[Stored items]
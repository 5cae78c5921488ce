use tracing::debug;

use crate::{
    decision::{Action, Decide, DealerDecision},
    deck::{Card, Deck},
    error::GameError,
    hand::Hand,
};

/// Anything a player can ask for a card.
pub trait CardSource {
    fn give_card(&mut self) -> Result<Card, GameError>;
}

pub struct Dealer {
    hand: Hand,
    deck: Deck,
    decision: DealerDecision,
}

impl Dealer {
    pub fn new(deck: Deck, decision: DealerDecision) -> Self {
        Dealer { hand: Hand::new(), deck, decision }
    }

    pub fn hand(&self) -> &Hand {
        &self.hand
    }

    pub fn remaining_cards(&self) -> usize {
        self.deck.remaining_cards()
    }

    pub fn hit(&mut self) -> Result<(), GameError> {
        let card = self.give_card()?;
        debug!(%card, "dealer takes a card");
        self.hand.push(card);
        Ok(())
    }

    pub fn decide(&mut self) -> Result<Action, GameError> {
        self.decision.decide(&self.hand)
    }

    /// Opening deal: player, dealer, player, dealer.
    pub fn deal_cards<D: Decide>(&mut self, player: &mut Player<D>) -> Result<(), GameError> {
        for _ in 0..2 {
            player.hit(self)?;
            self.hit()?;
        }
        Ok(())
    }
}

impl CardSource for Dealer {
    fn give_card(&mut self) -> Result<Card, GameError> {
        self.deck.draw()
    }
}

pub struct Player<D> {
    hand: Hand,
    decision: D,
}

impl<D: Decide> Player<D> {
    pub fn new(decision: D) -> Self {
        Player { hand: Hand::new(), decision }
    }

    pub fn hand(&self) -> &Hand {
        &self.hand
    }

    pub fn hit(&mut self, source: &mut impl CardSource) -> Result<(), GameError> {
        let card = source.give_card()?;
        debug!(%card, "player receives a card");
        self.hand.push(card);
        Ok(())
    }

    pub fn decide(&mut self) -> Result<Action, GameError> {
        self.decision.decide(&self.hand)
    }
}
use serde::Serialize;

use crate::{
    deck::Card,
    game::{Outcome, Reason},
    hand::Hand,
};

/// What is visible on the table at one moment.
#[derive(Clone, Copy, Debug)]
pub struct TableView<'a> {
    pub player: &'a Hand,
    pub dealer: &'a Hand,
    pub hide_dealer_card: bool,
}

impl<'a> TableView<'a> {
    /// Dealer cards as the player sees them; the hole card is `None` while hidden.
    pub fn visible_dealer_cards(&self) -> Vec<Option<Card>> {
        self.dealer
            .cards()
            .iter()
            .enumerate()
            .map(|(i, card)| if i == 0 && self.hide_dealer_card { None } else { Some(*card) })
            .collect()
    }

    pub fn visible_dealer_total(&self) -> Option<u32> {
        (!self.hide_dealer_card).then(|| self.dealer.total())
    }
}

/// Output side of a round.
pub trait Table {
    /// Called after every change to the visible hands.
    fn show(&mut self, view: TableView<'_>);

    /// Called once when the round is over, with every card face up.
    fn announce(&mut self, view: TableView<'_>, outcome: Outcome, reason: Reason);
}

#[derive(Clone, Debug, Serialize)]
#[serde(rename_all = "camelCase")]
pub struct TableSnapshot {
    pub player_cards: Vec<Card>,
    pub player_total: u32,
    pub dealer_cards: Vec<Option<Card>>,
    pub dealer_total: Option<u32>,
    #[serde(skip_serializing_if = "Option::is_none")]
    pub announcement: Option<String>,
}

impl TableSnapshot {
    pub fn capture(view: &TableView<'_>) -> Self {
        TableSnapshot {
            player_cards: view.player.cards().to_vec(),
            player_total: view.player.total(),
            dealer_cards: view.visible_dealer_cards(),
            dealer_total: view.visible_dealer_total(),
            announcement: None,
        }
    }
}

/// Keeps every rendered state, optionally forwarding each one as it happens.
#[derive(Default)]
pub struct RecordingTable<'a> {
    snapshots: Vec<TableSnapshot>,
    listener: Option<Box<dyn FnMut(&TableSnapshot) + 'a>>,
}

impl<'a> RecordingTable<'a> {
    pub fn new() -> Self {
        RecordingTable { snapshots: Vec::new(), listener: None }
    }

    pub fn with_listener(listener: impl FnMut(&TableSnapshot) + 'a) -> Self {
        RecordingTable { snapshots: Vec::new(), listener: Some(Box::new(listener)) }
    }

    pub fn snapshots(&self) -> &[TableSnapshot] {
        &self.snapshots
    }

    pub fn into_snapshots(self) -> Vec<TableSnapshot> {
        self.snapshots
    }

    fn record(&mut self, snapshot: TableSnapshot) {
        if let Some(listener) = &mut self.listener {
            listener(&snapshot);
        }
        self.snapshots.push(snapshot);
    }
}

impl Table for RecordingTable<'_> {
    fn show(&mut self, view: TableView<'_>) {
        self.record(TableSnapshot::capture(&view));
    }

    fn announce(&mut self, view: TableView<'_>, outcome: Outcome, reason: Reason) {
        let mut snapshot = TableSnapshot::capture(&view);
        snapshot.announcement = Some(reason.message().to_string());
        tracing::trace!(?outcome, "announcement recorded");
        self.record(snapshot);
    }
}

# [Aim of the task]
Go through the records line by line and count those that contain the string "tracing". Answer with the count alone.

# [Result]
2